▶ [Requirement] Lines before the one with "per-family reply decoding" are left out; return that line and all that follow it, exactly, through the end of the data.

▶ [Material for this exercise]
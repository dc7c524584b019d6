//! Protocol Module
//!
//! Defines the text protocol spoken by the LabVIEW command server.
//!
//! ## Exchange
//! ```text
//! client ──▶  GetMotorPos(Motor1)\r\n
//! client ◀──  12.5\r\n\r\n
//! ```
//!
//! Exactly one request is outstanding at a time. Replies carry no length
//! prefix; they end with `\r\n\r\n`. Array replies start with a
//! `<rows> Points by <cols> channels` header line.
//!
//! ## Layers
//! - `frame`:  when has a reply fully arrived
//! - `codec`:  request text and per-family reply decoding
//! - `state`:  sans-I/O request/response alternation

mod command;
mod response;
mod frame;
mod codec;
mod state;

pub use command::{Command, CommandName, Param, ResponseFamily};
pub use response::{Array2, Response, ResponseData};
pub use frame::{assemble, parse_header, ArrayHeader, Frame, FrameAssembler, FrameState, TERMINATOR};
pub use codec::{
    decode_binary_array, decode_exact_phrase, decode_fields, decode_list, decode_number,
    decode_numbers, decode_prefix_phrase, decode_text, decode_text_array, decode_truthy,
    encode_command, Decoder, DecoderTable,
};
pub use state::{Lvs, ProtocolState};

▶ [Answer space]
//! - `codec`:  request text and per-family reply decoding
//! - `state`:  sans-I/O request/response alternation

mod command;
mod response;
mod frame;
mod codec;
mod state;

pub use command::{Command, CommandName, Param, ResponseFamily};
pub use response::{Array2, Response, ResponseData};
pub use frame::{assemble, parse_header, ArrayHeader, Frame, FrameAssembler, FrameState, TERMINATOR};
pub use codec::{
    decode_binary_array, decode_exact_phrase, decode_fields, decode_list, decode_number,
    decode_numbers, decode_prefix_phrase, decode_text, decode_text_array, decode_truthy,
    encode_command, Decoder, DecoderTable,
};
pub use state::{Lvs, ProtocolState};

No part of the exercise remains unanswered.